Dn 3, 14-20. 91-92. 95

Tak, to esencja wiary! Szadrak, Meszak i Abed-Nego tak Bogu ufają! W swej wolności wybierają wierność Bogu i pozwalają Bogu być wolnym i działać choćby mieli umrzeć. Tak powinnam się modlić, jak Ci odważni młodzi ludzie!

Zobaczyć Bożą Chwałę

Boża Chwała – blask, gloria, majestat, świętość, wielkość. Największym urzeczywistnieniem Chwały Bożej jest Jezus. Całe Jego życie.
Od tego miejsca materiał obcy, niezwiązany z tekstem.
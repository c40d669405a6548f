use crate::domain::{
    ConditionalWrite, EmailClient, SubscriberEmail, SubscriberRecord, SubscriberRepository,
    SubscriberStatus, SubscriptionToken,
};
use crate::utils::error_chain_fmt;
use anyhow::Context;
use chrono::Utc;
use reqwest::Url;
use std::future::Future;
use std::sync::Arc;
use std::time::Duration;

const CONFIRMATION_PATH: &str = "/subscriptions/confirm";

#[derive(Debug, Clone)]
pub struct OptInConfig {
    /// Public address of the service, used to build confirmation links.
    pub base_url: String,
    pub token_ttl: chrono::Duration,
    pub default_source: String,
    pub store_timeout: Duration,
    pub delivery_timeout: Duration,
}

impl Default for OptInConfig {
    fn default() -> Self {
        Self {
            base_url: "http://127.0.0.1:8000".to_string(),
            token_ttl: chrono::Duration::seconds(86_400),
            default_source: "site".to_string(),
            store_timeout: Duration::from_secs(2),
            delivery_timeout: Duration::from_secs(10),
        }
    }
}

#[derive(Debug, Clone, Copy, PartialEq, Eq)]
pub enum SignupOutcome {
    VerificationSent,
    AlreadyConfirmed,
}

impl SignupOutcome {
    pub fn message(&self) -> &'static str {
        match self {
            SignupOutcome::VerificationSent => "Verification email sent",
            SignupOutcome::AlreadyConfirmed => "Already confirmed",
        }
    }
}

#[derive(Debug, Clone, Copy, PartialEq, Eq)]
pub enum VerifyOutcome {
    Confirmed,
    AlreadyConfirmed,
}

impl VerifyOutcome {
    pub fn message(&self) -> &'static str {
        match self {
            VerifyOutcome::Confirmed => "Confirmed",
            VerifyOutcome::AlreadyConfirmed => "Already confirmed",
        }
    }
}

#[derive(thiserror::Error)]
pub enum OptInError {
    #[error("{0}")]
    Validation(String),
    #[error("There is no subscriber associated with the provided email.")]
    NotFound,
    #[error("The provided token does not match the pending subscription.")]
    TokenMismatch,
    #[error("The provided token has expired.")]
    TokenExpired,
    #[error("Failed to deliver the confirmation email.")]
    Delivery(#[source] anyhow::Error),
    #[error("Failed to access the subscribers store.")]
    Store(#[source] anyhow::Error),
    #[error("{0}")]
    InvalidConfiguration(String),
}

impl std::fmt::Debug for OptInError {
    fn fmt(&self, f: &mut std::fmt::Formatter<'_>) -> std::fmt::Result {
        error_chain_fmt(self, f)
    }
}

/// Double opt-in flow: pending subscription, confirmation email, token check.
#[derive(Clone)]
pub struct OptInProtocol {
    repository: Arc<dyn SubscriberRepository>,
    email_client: Arc<dyn EmailClient>,
    config: OptInConfig,
}

impl OptInProtocol {
    pub fn new(
        repository: Arc<dyn SubscriberRepository>,
        email_client: Arc<dyn EmailClient>,
        config: OptInConfig,
    ) -> Self {
        Self {
            repository,
            email_client,
            config,
        }
    }

    #[tracing::instrument(name = "request_signup", skip(self, email, source))]
    pub async fn request_signup(
        &self,
        email: &str,
        source: Option<&str>,
    ) -> Result<SignupOutcome, OptInError> {
        let email = SubscriberEmail::parse(email.to_string()).map_err(OptInError::Validation)?;
        let source = match source.map(str::trim) {
            Some(source) if !source.is_empty() => source.to_string(),
            _ => self.config.default_source.clone(),
        };
        let token = SubscriptionToken::generate();
        let record = SubscriberRecord::pending(
            email.clone(),
            source,
            token.clone(),
            Utc::now(),
            self.config.token_ttl,
        )
        .map_err(OptInError::InvalidConfiguration)?;

        let stored = within(self.config.store_timeout, self.repository.upsert_pending(&record))
            .await
            .context("Failed to store the pending subscriber.")
            .map_err(OptInError::Store)?;

        if stored == ConditionalWrite::ConditionFailed {
            tracing::info!(subscriber_email = %email, "Subscriber is already confirmed");
            return Ok(SignupOutcome::AlreadyConfirmed);
        }

        self.send_confirmation_email(&email, &token)
            .await
            .map_err(OptInError::Delivery)?;

        Ok(SignupOutcome::VerificationSent)
    }

    #[tracing::instrument(name = "verify_token", skip(self, email, token))]
    pub async fn verify_token(&self, email: &str, token: &str) -> Result<VerifyOutcome, OptInError> {
        let email = SubscriberEmail::parse(email.to_string()).map_err(OptInError::Validation)?;
        let token = SubscriptionToken::parse(token.to_string()).map_err(OptInError::Validation)?;

        let record = within(self.config.store_timeout, self.repository.get_subscriber(&email))
            .await
            .context("Failed to retrieve the subscriber.")
            .map_err(OptInError::Store)?
            .ok_or(OptInError::NotFound)?;

        if record.status == SubscriberStatus::Confirmed {
            return Ok(VerifyOutcome::AlreadyConfirmed);
        }

        if record.token.as_ref() != Some(&token) {
            return Err(OptInError::TokenMismatch);
        }

        let now = Utc::now();
        if record.is_expired(now) {
            return Err(OptInError::TokenExpired);
        }

        let confirmed = within(
            self.config.store_timeout,
            self.repository.confirm_subscriber(&email, &token, now),
        )
        .await
        .context("Failed to confirm the subscriber.")
        .map_err(OptInError::Store)?;

        if confirmed == ConditionalWrite::Applied {
            return Ok(VerifyOutcome::Confirmed);
        }

        // The record changed since it was read: either a concurrent
        // verification confirmed it or a new signup replaced the token.
        let current = within(self.config.store_timeout, self.repository.get_subscriber(&email))
            .await
            .context("Failed to retrieve the subscriber.")
            .map_err(OptInError::Store)?;

        match current {
            Some(record) if record.status.is_confirmed() => Ok(VerifyOutcome::AlreadyConfirmed),
            _ => Err(OptInError::TokenMismatch),
        }
    }

    pub fn confirmation_link(
        &self,
        email: &SubscriberEmail,
        token: &SubscriptionToken,
    ) -> Result<Url, anyhow::Error> {
        let endpoint = format!(
            "{}{}",
            self.config.base_url.trim_end_matches('/'),
            CONFIRMATION_PATH
        );

        Url::parse_with_params(
            &endpoint,
            &[("email", email.as_ref()), ("token", token.as_ref())],
        )
        .context("Failed to build the confirmation link.")
    }

    #[tracing::instrument(
        name = "send_confirmation_email_to_subscriber",
        skip(self, token),
        fields(subscriber_email = %email)
    )]
    async fn send_confirmation_email(
        &self,
        email: &SubscriberEmail,
        token: &SubscriptionToken,
    ) -> Result<(), anyhow::Error> {
        let confirmation_link = self.confirmation_link(email, token)?;
        let plain_body = format!(
            "Thanks for signing up!\nVisit {} to confirm your subscription.",
            confirmation_link
        );
        let html_body = format!(
            "Thanks for signing up!<br />Click <a href=\"{}\">here</a> to confirm your subscription.",
            confirmation_link
        );

        within(
            self.config.delivery_timeout,
            self.email_client.send_email_to(
                email,
                "Confirm your subscription",
                &html_body,
                &plain_body,
            ),
        )
        .await
        .context("Failed to send the confirmation email.")
    }
}

async fn within<T>(
    limit: Duration,
    operation: impl Future<Output = Result<T, anyhow::Error>>,
) -> Result<T, anyhow::Error> {
    match tokio::time::timeout(limit, operation).await {
        Ok(result) => result,
        Err(_) => Err(anyhow::anyhow!(
            "Operation timed out after {}ms",
            limit.as_millis()
        )),
    }
}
Jednak widzieli lub dostrzegli ją nieliczni. Jego moc przemawiania, cuda, przemienienie na górze Tabor, chrzest, moment śmierci i samo zmartwychwstanie. Pełne chwały zwycięstwo nad śmiercią dokonało się w najpierw w obecności nieba w zamkniętym grobie. Potem dopiero pojedynczy świadkowie i najbliżsi Jezusa je zobaczyli. Za każdym razem, czy to w starym Testamencie, czy Nowym swojej chwały Bóg nie ukrywa. Pokazuje ją wszystkim, lecz nie wszyscy ją widzą. Uświadomiłam sobie przez te dni, że gdyby nawet epidemia ustała z dnia na dzień i ja zobaczyłabym w tym Chwałę Bożą to inni mogliby widzieć zupełnie co innego. Tak jak to było w czasach biblijnych, np jedni słyszeli głos Boga inni grzmot. Jedni widzieli w Jezusie Syna Bożego inni awanturnika i oszusta.
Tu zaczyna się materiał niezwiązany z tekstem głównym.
use crate::domain::subscriber_email::SubscriberEmail;
use crate::domain::subscriber_status::SubscriberStatus;
use crate::domain::subscription_token::SubscriptionToken;
use chrono::{DateTime, Duration, Utc};

/// A row of the subscribers table.
///
/// `token` and `expires_at` are only present while the subscriber is pending,
/// `confirmed_at` only once confirmed.
#[derive(Debug, Clone, PartialEq)]
pub struct SubscriberRecord {
    pub email: SubscriberEmail,
    pub status: SubscriberStatus,
    pub token: Option<SubscriptionToken>,
    pub source: String,
    pub created_at: DateTime<Utc>,
    pub confirmed_at: Option<DateTime<Utc>>,
    pub expires_at: Option<DateTime<Utc>>,
}

impl SubscriberRecord {
    /// Fails when `ttl` is not positive or `now + ttl` is not a representable
    /// timestamp.
    pub fn pending(
        email: SubscriberEmail,
        source: String,
        token: SubscriptionToken,
        now: DateTime<Utc>,
        ttl: Duration,
    ) -> Result<Self, String> {
        if ttl <= Duration::zero() {
            return Err(format!(
                "Token lifetime must be positive, got {}s",
                ttl.num_seconds()
            ));
        }
        let expires_at = now.checked_add_signed(ttl).ok_or_else(|| {
            format!(
                "Token lifetime of {}s overflows the expiry timestamp",
                ttl.num_seconds()
            )
        })?;

        Ok(Self {
            email,
            status: SubscriberStatus::Pending,
            token: Some(token),
            source,
            created_at: now,
            confirmed_at: None,
            expires_at: Some(expires_at),
        })
    }

    pub fn confirm(self, confirmed_at: DateTime<Utc>) -> Self {
        Self {
            status: SubscriberStatus::Confirmed,
            token: None,
            confirmed_at: Some(confirmed_at),
            expires_at: None,
            ..self
        }
    }

    pub fn is_expired(&self, now: DateTime<Utc>) -> bool {
        self.expires_at.map_or(false, |expires_at| now > expires_at)
    }
}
Dziś w każdym powrocie do zdrowia, jakiejkolwiek służbie ludziom w tym trudnym czasie, odpowiedzialności i trosce okazywanej sobie nawzajem widzę blask, wielkość i świętość Boga. Każda modlitwa za zmarłych, za chorych jest odbiciem Jego Chwały. A gdybym zachorowała to moje cierpienie i moja śmierć może być Jego Chwałą.

„Albowiem chwałą Boga jest człowiek żyjący, a życiem człowieka jest oglądanie Boga. (…) Celem ostatecznym stworzenia jest to, by Bóg „będąc Stwórcą wszystkiego”, stał się ostatecznie „wszystkim we wszystkich” (1 Kor 15,28), zapewniając równocześnie i własną chwałę, i nasze szczęście” 

KKK 294
"A jednak, Panie, Ty, jesteś dla mnie tarczą, Tyś chwałą moją i Ty mi głowę podnosisz" (Ps 3, 4) Dziękuję Ci za to!